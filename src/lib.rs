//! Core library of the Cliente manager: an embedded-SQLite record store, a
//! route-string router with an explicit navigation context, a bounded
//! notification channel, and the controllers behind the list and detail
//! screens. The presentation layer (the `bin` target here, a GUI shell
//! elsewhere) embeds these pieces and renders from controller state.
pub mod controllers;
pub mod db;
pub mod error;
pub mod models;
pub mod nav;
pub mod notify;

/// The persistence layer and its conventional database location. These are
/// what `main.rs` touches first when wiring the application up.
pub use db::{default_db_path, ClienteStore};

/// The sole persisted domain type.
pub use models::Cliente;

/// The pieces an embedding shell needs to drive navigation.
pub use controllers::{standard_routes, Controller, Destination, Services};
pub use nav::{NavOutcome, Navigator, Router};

★ ★ ★ ★ ★

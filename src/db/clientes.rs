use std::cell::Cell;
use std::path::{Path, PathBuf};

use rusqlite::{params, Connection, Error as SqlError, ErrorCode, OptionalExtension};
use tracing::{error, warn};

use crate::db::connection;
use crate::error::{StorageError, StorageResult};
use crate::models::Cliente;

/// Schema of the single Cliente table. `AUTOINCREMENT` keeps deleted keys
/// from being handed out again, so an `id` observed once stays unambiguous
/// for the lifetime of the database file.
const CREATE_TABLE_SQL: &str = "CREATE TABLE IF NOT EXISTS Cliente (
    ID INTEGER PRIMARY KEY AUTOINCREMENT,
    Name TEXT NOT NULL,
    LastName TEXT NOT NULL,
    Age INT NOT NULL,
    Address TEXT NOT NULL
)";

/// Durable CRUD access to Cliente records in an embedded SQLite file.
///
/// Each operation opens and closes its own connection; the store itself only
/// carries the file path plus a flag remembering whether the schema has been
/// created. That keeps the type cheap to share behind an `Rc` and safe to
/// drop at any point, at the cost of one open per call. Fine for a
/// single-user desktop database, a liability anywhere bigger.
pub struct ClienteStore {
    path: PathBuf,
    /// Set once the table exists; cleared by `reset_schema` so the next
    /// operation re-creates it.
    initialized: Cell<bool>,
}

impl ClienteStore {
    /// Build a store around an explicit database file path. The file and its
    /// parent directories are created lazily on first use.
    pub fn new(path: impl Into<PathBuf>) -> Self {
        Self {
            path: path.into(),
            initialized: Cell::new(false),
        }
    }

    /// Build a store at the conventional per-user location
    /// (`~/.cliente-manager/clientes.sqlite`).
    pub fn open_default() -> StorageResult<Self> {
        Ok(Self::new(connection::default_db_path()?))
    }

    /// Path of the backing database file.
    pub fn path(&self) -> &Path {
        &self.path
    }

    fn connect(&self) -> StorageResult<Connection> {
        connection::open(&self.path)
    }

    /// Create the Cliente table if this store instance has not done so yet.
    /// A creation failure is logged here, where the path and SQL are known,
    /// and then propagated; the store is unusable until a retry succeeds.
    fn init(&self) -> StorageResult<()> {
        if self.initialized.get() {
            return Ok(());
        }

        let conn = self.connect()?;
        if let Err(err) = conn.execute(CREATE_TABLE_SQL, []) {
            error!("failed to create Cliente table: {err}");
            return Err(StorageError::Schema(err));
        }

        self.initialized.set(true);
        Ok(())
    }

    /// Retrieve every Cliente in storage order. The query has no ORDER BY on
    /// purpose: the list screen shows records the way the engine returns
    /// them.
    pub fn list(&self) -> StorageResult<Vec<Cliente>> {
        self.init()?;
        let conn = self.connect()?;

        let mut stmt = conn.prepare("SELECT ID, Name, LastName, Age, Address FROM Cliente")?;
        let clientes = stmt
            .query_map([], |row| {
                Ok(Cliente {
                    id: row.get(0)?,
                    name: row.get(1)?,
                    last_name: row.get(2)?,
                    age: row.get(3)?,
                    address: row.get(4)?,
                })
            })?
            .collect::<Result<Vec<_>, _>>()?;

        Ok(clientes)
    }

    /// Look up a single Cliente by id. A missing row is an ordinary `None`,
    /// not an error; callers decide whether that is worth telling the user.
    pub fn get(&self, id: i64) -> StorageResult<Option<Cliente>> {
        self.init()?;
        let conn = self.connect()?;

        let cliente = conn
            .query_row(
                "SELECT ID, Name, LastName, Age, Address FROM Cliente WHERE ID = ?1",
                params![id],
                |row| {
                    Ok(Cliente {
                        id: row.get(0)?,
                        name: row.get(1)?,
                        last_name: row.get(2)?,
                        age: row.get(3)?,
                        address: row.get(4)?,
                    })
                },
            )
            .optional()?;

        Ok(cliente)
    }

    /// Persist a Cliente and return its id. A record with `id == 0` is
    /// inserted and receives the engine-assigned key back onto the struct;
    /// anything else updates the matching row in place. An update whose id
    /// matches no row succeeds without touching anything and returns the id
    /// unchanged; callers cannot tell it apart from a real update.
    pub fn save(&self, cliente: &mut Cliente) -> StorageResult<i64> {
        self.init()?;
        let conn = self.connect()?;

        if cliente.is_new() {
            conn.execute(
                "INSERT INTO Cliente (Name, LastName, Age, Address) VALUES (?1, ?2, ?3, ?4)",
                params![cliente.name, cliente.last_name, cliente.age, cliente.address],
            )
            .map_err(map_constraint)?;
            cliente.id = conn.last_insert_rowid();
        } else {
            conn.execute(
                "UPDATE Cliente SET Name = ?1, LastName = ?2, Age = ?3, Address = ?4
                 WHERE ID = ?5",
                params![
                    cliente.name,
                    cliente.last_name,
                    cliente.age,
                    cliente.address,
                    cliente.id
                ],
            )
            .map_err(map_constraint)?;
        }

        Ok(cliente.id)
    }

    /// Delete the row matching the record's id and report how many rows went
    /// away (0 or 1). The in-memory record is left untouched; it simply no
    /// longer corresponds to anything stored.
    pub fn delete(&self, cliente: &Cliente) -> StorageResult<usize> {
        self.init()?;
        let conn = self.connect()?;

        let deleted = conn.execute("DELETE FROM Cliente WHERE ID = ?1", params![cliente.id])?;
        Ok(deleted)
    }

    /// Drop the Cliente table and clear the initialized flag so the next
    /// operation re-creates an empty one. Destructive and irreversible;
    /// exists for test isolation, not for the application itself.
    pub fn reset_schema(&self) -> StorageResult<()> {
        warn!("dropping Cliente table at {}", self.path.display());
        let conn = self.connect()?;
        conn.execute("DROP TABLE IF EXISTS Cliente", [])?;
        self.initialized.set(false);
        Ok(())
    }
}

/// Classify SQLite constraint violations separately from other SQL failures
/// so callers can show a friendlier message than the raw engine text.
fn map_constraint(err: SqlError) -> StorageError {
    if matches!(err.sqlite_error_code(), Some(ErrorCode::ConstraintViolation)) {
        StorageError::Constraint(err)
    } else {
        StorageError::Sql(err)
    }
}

★ ★ ★ ★ ★

• **WHAT TO PRODUCE**
Going down the listing above, begin printing at the line with "the engine returns" and finish with the line with "a real update.", exactly as they appear.

• **SOLUTION FOR THIS TASK**
    /// purpose: the list screen shows records the way the engine returns
    /// them.
    pub fn list(&self) -> StorageResult<Vec<Cliente>> {
        self.init()?;
        let conn = self.connect()?;

        let mut stmt = conn.prepare("SELECT ID, Name, LastName, Age, Address FROM Cliente")?;
        let clientes = stmt
            .query_map([], |row| {
                Ok(Cliente {
                    id: row.get(0)?,
                    name: row.get(1)?,
                    last_name: row.get(2)?,
                    age: row.get(3)?,
                    address: row.get(4)?,
                })
            })?
            .collect::<Result<Vec<_>, _>>()?;

        Ok(clientes)
    }

    /// Look up a single Cliente by id. A missing row is an ordinary `None`,
    /// not an error; callers decide whether that is worth telling the user.
    pub fn get(&self, id: i64) -> StorageResult<Option<Cliente>> {
        self.init()?;
        let conn = self.connect()?;

        let cliente = conn
            .query_row(
                "SELECT ID, Name, LastName, Age, Address FROM Cliente WHERE ID = ?1",
                params![id],
                |row| {
                    Ok(Cliente {
                        id: row.get(0)?,
                        name: row.get(1)?,
                        last_name: row.get(2)?,
                        age: row.get(3)?,
                        address: row.get(4)?,
                    })
                },
            )
            .optional()?;

        Ok(cliente)
    }

    /// Persist a Cliente and return its id. A record with `id == 0` is
    /// inserted and receives the engine-assigned key back onto the struct;
    /// anything else updates the matching row in place. An update whose id
    /// matches no row succeeds without touching anything and returns the id
    /// unchanged; callers cannot tell it apart from a real update.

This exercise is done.